Oncology: Pathways to Progress

Pharmaceutical Executive

There is a larger dimension too, in moving the research forward to help patients and providers make better choices—to build in greater clinical precision, relevance and value—at the actual point of care. We have done that to date through Level I Pathways, and in the future will be continuing this effort through our new Value Pathways powered by the National Comprehensive Cancer Care Network [NCCN], the output of our recently announced collaboration with them. Level I Pathways are a series of refined guidelines, developed by physicians and clinicians from our US Oncology Network, to help oncology practices assess the most effective and least toxic care options for patients using standardized, evidence-based software analytics. Physician specialists lead the initiative, with additional input from the clinical pharmacy community. The pathways represent a careful balancing of the science—including efficacy and toxicity—with a broader value assessment that incorporates cost and leaves room for consideration of factors unique to the individual patient. We refer to this latter element as the 80/20 rule, with the 20 percent being the weight each pathway gives to the physician's judgment after weighing all the scientific evidence. The absence of a "one size fits all" mandate is one reason why physicians have really bought in to the process. They see us as one of their own.

As noted, this year we are launching an expansion of the pathway initiative with the NCCN. The US Oncology Network and NCCN are jointly developing a "Value Pathways Powered by NCCN" program of peer-reviewed disease management protocols for 19 tumor types, with additional plans to support cancer detection, diagnosis, biomarkers recommendations, treatment, and supportive care. Each will build on existing NCCN Guidelines—the gold standard for clinical practice in oncology—to add the value-based metrics, including cost evaluations, developed previously for our Level I Pathways. In addition, the Value Pathways Powered by NCCN can be accessed through software designed to be integrated with the electronic health record and other data workflows of practices or hospitals, creating a new standard for content and technology, and helping providers focus on the best way to enhance outcomes for their patients. Most important, the Value Pathways will rely on the timely input and expertise of 2,000 practicing oncologists and researchers affiliated with the NCCN Guidelines Panels as well as some 1,000 community physicians active in the US Oncology Network.

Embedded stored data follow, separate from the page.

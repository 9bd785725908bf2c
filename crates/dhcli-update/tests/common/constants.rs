//! Shared constants for test infrastructure

pub const CURRENT_VERSION: &str = "abc123";
pub const NEW_VERSION: &str = "def456";

pub const BINARY_NAME: &str = "dhcli";
pub const TEST_USER_AGENT: &str = "dhcli-cli linux";

pub const LINUX_OS: &str = "linux";
pub const WINDOWS_OS: &str = "windows";
pub const DARWIN_OS: &str = "darwin";
pub const AMD64: &str = "amd64";
pub const ARM64: &str = "arm64";

pub const LINUX_AMD64_PATH: &str = "linux/amd64/dhcli";
pub const WINDOWS_AMD64_PATH: &str = "windows/amd64/dhcli.exe";
pub const DARWIN_ARM64_PATH: &str = "darwin/arm64/dhcli";

pub const PRODUCTION_PREFIX: &str = "/dhcli/production";
pub const STAGING_PREFIX: &str = "/dhcli/staging";
pub const MANIFEST_NAME: &str = "packing_slip.json";

pub const ARTIFACT_SIZE: usize = 1024;
pub const CURRENT_BINARY: &[u8] = b"#!/bin/sh\necho current dhcli\n";

/// Deterministic artifact contents of `ARTIFACT_SIZE` bytes
pub fn new_binary() -> Vec<u8> {
    (0..ARTIFACT_SIZE).map(|i| (i % 251) as u8).collect()
}
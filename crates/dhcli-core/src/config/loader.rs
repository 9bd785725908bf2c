//! Layered runtime configuration loader
//!
//! Loads configuration from multiple sources with the following precedence (low to high):
//! 1. Built-in defaults
//! 2. Runtime config file (~/.dhcli/runtime.yaml, or an explicit path)
//! 3. Environment variables (DHCLI_* prefix)
//! 4. CLI flags (handled by caller)
//!
//! The environment is consulted once, here, so the update flow itself only
//! ever sees an explicit `RuntimeConfig`.

use crate::error::{Error, Result};
use crate::types::RuntimeConfig;
use camino::{Utf8Path, Utf8PathBuf};
use std::env;
use std::fs;
use tracing::debug;

/// Default runtime config file name inside the config directory
const RUNTIME_CONFIG_FILE: &str = "runtime.yaml";

/// Runtime configuration loader
pub struct ConfigLoader {
    /// Path of the runtime config file, if one could be determined
    config_path: Option<Utf8PathBuf>,

    /// Fail when the config file is missing
    required: bool,
}

impl ConfigLoader {
    /// Create a loader reading the standard config file (~/.dhcli/runtime.yaml)
    pub fn new() -> Self {
        Self {
            config_path: Self::default_config_path(),
            required: false,
        }
    }

    /// Create a loader for an explicit config file, which must exist
    pub fn with_path(path: impl Into<Utf8PathBuf>) -> Self {
        Self {
            config_path: Some(path.into()),
            required: true,
        }
    }

    /// Create a loader that only applies defaults and environment overrides
    pub fn defaults_only() -> Self {
        Self {
            config_path: None,
            required: false,
        }
    }

    /// Get the standard config file path
    fn default_config_path() -> Option<Utf8PathBuf> {
        let home = dirs::home_dir()?;
        let home = Utf8PathBuf::from_path_buf(home).ok()?;
        Some(home.join(".dhcli").join(RUNTIME_CONFIG_FILE))
    }

    /// Load runtime configuration with layered precedence
    pub fn load(&self) -> Result<RuntimeConfig> {
        let mut config = match &self.config_path {
            Some(path) if path.exists() => {
                debug!("Loading runtime config from {}", path);
                self.load_yaml_file(path)?
            }
            Some(path) if self.required => {
                return Err(Error::config_not_found(path.as_str()));
            }
            _ => RuntimeConfig::default(),
        };

        config = self.apply_env_overrides(config)?;
        config.validate()?;

        Ok(config)
    }

    /// Load a YAML file and parse it
    fn load_yaml_file(&self, path: &Utf8Path) -> Result<RuntimeConfig> {
        let content = fs::read_to_string(path)?;
        if content.trim().is_empty() {
            return Ok(RuntimeConfig::default());
        }
        let config: RuntimeConfig =
            serde_yaml_ng::from_str(&content).map_err(|source| Error::YamlParse {
                path: path.to_string(),
                source,
            })?;
        Ok(config)
    }

    /// Apply environment variable overrides to runtime config
    fn apply_env_overrides(&self, mut config: RuntimeConfig) -> Result<RuntimeConfig> {
        if let Ok(val) = env::var("DHCLI_PRODUCTION_BASE_URL") {
            config.channels.production_base_url = val;
        }

        if let Ok(val) = env::var("DHCLI_STAGING_BASE_URL") {
            config.channels.staging_base_url = val;
        }

        if let Ok(val) = env::var("DHCLI_HTTP_TIMEOUT_SECS") {
            config.network.http_timeout_secs = val.parse().map_err(|_| {
                Error::invalid_config("DHCLI_HTTP_TIMEOUT_SECS must be a valid number")
            })?;
        }

        if let Ok(val) = env::var("DHCLI_MAX_ATTEMPTS") {
            config.retry.max_attempts = val
                .parse()
                .map_err(|_| Error::invalid_config("DHCLI_MAX_ATTEMPTS must be a valid number"))?;
        }

        if let Ok(val) = env::var("DHCLI_LOG_RETRIES") {
            config.network.log_retries = parse_flag("DHCLI_LOG_RETRIES", &val)?;
        }

        if let Ok(val) = env::var("DHCLI_NO_PROGRESS") {
            config.network.show_progress = !parse_flag("DHCLI_NO_PROGRESS", &val)?;
        }

        Ok(config)
    }

    /// Get the config file path
    pub fn config_path(&self) -> Option<&Utf8Path> {
        self.config_path.as_deref()
    }
}

fn parse_flag(name: &str, value: &str) -> Result<bool> {
    match value.trim().to_ascii_lowercase().as_str() {
        "1" | "true" | "yes" | "on" => Ok(true),
        "0" | "false" | "no" | "off" | "" => Ok(false),
        _ => Err(Error::invalid_config(format!(
            "{} must be true or false, got '{}'",
            name, value
        ))),
    }
}

impl Default for ConfigLoader {
    fn default() -> Self {
        Self::new()
    }
}
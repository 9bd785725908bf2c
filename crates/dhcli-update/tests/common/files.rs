//! Temporary executable helpers

use std::fs;
use std::path::PathBuf;
use tempfile::TempDir;

use super::constants::*;

/// A fake installed executable inside its own temp directory
pub struct InstalledBinary {
    pub dir: TempDir,
    pub path: PathBuf,
}

impl InstalledBinary {
    pub fn new() -> Self {
        Self::named(BINARY_NAME)
    }

    pub fn named(name: &str) -> Self {
        let dir = TempDir::new().unwrap();
        let path = dir.path().join(name);
        fs::write(&path, CURRENT_BINARY).unwrap();
        let path = fs::canonicalize(path).unwrap();
        Self { dir, path }
    }

    pub fn contents(&self) -> Vec<u8> {
        fs::read(&self.path).unwrap()
    }

    pub fn backup(&self) -> PathBuf {
        dhcli_update::installer::backup_path(&self.path)
    }

    /// Names of everything left in the executable's directory
    pub fn siblings(&self) -> Vec<String> {
        let mut names: Vec<String> = fs::read_dir(self.dir.path())
            .unwrap()
            .filter_map(|e| e.ok())
            .map(|e| e.file_name().to_string_lossy().into_owned())
            .collect();
        names.sort();
        names
    }
}

pub fn assert_unchanged(binary: &InstalledBinary) {
    assert_eq!(
        binary.contents(),
        CURRENT_BINARY,
        "executable at {} was modified",
        binary.path.display()
    );
}
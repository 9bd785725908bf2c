//! Common test infrastructure for dhcli-update tests
//!
//! # Usage
//!
//! ```ignore
//! mod common;
//! use common::*;
//! ```
//!
//! # Modules
//!
//! - `constants`: versions, platform names, artifact paths
//! - `builders`: manifest and configuration builders
//! - `mock_server`: wiremock setup for manifest and artifact endpoints
//! - `files`: temporary executable helpers

// Each test binary uses a different subset of the helpers
#![allow(dead_code)]
#![allow(unused_imports)]

pub mod builders;
pub mod constants;
pub mod files;
pub mod mock_server;

pub use builders::*;
pub use constants::*;
pub use files::*;
pub use mock_server::*;
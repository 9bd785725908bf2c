//! Progress narration for the update flow

use dhcli_core::Channel;
use std::path::PathBuf;
use std::sync::{Arc, Mutex};
use tracing::info;

use crate::manifest::ArtifactDescriptor;

/// A step of the update flow worth telling the user about
#[derive(Debug, Clone, PartialEq, Eq)]
pub enum UpdateEvent {
    FetchingManifest {
        channel: Channel,
        url: String,
    },
    VersionsCompared {
        current: String,
        manifest: String,
    },
    UpToDate {
        version: String,
    },
    ArtifactResolved {
        path: String,
        descriptor: ArtifactDescriptor,
    },
    FetchingArtifact {
        url: String,
    },
    Verifying {
        path: String,
        size: u64,
    },
    Verified {
        path: String,
    },
    InstallSkipped,
    Installing {
        executable: PathBuf,
    },
    Installed {
        executable: PathBuf,
        retained_backup: Option<PathBuf>,
    },
}

/// Receives [`UpdateEvent`]s as the flow progresses
pub trait UpdateObserver: Send + Sync {
    fn on_event(&self, event: &UpdateEvent);
}

/// Logs every event through `tracing`
#[derive(Debug, Clone, Copy, Default)]
pub struct TracingUpdateObserver;

impl UpdateObserver for TracingUpdateObserver {
    fn on_event(&self, event: &UpdateEvent) {
        match event {
            UpdateEvent::FetchingManifest { channel, url } => {
                info!(channel = %channel, url = %url, "fetching manifest")
            }
            UpdateEvent::VersionsCompared { current, manifest } => {
                info!(current = %current, manifest = %manifest, "comparing versions")
            }
            UpdateEvent::UpToDate { version } => info!(version = %version, "no update required"),
            UpdateEvent::ArtifactResolved { path, descriptor } => info!(
                path = %path,
                size = descriptor.size,
                "found manifest entry"
            ),
            UpdateEvent::FetchingArtifact { url } => info!(url = %url, "fetching artifact"),
            UpdateEvent::Verifying { path, size } => {
                info!(path = %path, size = size, "verifying downloaded artifact")
            }
            UpdateEvent::Verified { path } => info!(path = %path, "new binary verified"),
            UpdateEvent::InstallSkipped => info!("dry run, skipping binary replacement"),
            UpdateEvent::Installing { executable } => {
                info!(executable = %executable.display(), "installing")
            }
            UpdateEvent::Installed {
                executable,
                retained_backup,
            } => match retained_backup {
                Some(backup) => info!(
                    executable = %executable.display(),
                    backup = %backup.display(),
                    "update complete, previous version can be removed"
                ),
                None => info!(executable = %executable.display(), "update complete"),
            },
        }
    }
}

/// Keeps every event in order, for assertions
#[derive(Debug, Default)]
pub struct RecordingObserver {
    events: Mutex<Vec<UpdateEvent>>,
}

impl RecordingObserver {
    pub fn new() -> Self {
        Self::default()
    }

    pub fn events(&self) -> Vec<UpdateEvent> {
        self.events
            .lock()
            .map(|events| events.clone())
            .unwrap_or_default()
    }
}

impl UpdateObserver for RecordingObserver {
    fn on_event(&self, event: &UpdateEvent) {
        if let Ok(mut events) = self.events.lock() {
            events.push(event.clone());
        }
    }
}

impl<T: UpdateObserver + ?Sized> UpdateObserver for Arc<T> {
    fn on_event(&self, event: &UpdateEvent) {
        (**self).on_event(event)
    }
}
//! Retry execution engine with policy-based configuration
//!
//! Wraps a fallible async operation and re-runs it according to a
//! `RetryPolicy`, waiting an increasing delay between attempts. A
//! `RetryPredicate` decides which failures are transient, and a
//! `RetryObserver` receives one callback per attempt.
//!
//! # Example
//!
//! ```rust,no_run
//! use dhcli_core::retry::{RetryError, RetryExecutor};
//! use dhcli_core::types::RetryPolicy;
//!
//! async fn example() -> Result<String, RetryError<std::io::Error>> {
//!     RetryExecutor::new(RetryPolicy::default())
//!         .execute(|| async { Ok("fetched".to_string()) })
//!         .await
//! }
//! ```

mod error;
mod executor;
mod observer;
mod strategies;

pub use error::RetryError;
pub use executor::RetryExecutor;
pub use observer::{NoOpObserver, RetryObserver, StatsObserver, TracingObserver};
pub use strategies::{
    calculate_delay, AlwaysRetry, HttpFailure, RetryPredicate, TransientHttpPredicate,
};
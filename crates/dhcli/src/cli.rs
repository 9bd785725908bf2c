//! CLI argument parsing with clap

use camino::Utf8PathBuf;
use clap::{Args, Parser, Subcommand};

/// dhcli - inventory queries and self-update
#[derive(Parser, Debug)]
#[command(name = "dhcli")]
#[command(author, version, about, long_about = None)]
#[command(propagate_version = true)]
pub struct Cli {
    /// Increase verbosity (-v, -vv)
    #[arg(short, long, action = clap::ArgAction::Count, global = true)]
    pub verbose: u8,

    /// Only log errors
    #[arg(short, long, global = true)]
    pub quiet: bool,

    /// Path to runtime.yaml (default: ~/.dhcli/runtime.yaml)
    #[arg(long, global = true, env = "DHCLI_RUNTIME_CONFIG")]
    pub runtime_config: Option<Utf8PathBuf>,

    #[command(subcommand)]
    pub command: Commands,
}

#[derive(Subcommand, Debug)]
pub enum Commands {
    /// Update dhcli to the published version
    Update(UpdateArgs),

    /// Show dhcli version
    Version(VersionArgs),
}

#[derive(Args, Debug)]
pub struct UpdateArgs {
    /// Update from the staging channel
    #[arg(short, long)]
    pub staging: bool,

    /// Fetch and verify the new binary without installing it
    #[arg(short, long)]
    pub dry_run: bool,

    /// Hide the download progress bar
    #[arg(long)]
    pub no_progress: bool,
}

#[derive(Args, Debug)]
pub struct VersionArgs {
    /// Output as JSON
    #[arg(long)]
    pub json: bool,
}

Neelima Denduluri, Lead Investigator, McKesson US Oncology Research
Lyn Fitzgerald, National Comprehensive Cancer Care Network: This collaboration addresses a need that state oncology societies have identified relative to our guidelines, which is helping the oncologist community use the guidelines effectively. What is particularly useful about the McKesson collaboration is the power of the technology and the Value Pathways Powered by NCCN, both of which supplements the content of the NCCN Guidelines, thus providing the necessary tools and information that meet the increasing evidence requirements of the payer. The technology will empower them with the evidence based information to interpret, act and do what's right for each patient, all at the point of care and within normal work flow.

Dr. Neelima Denduluri, Virginia Cancer Specialists: I am a practicing oncologist and member of The US Oncology Network Pathways Taskforce and Breast Research Committee. The Value Pathways project advances the idea that scientifically-based standards of care actually increase the autonomy of the physician and safeguard the interests of the patient. When members contract with payers, we do so with the capacity to demonstrate that having more options and flexibility in treatment is actually a cost saver because it leads to better outcomes. The standards are there, but are not so rigid as to allow payers or other stakeholders to dictate the terms of engagement. We can show that when physicians are allowed to police themselves, excess and waste—crazy things—don't take place.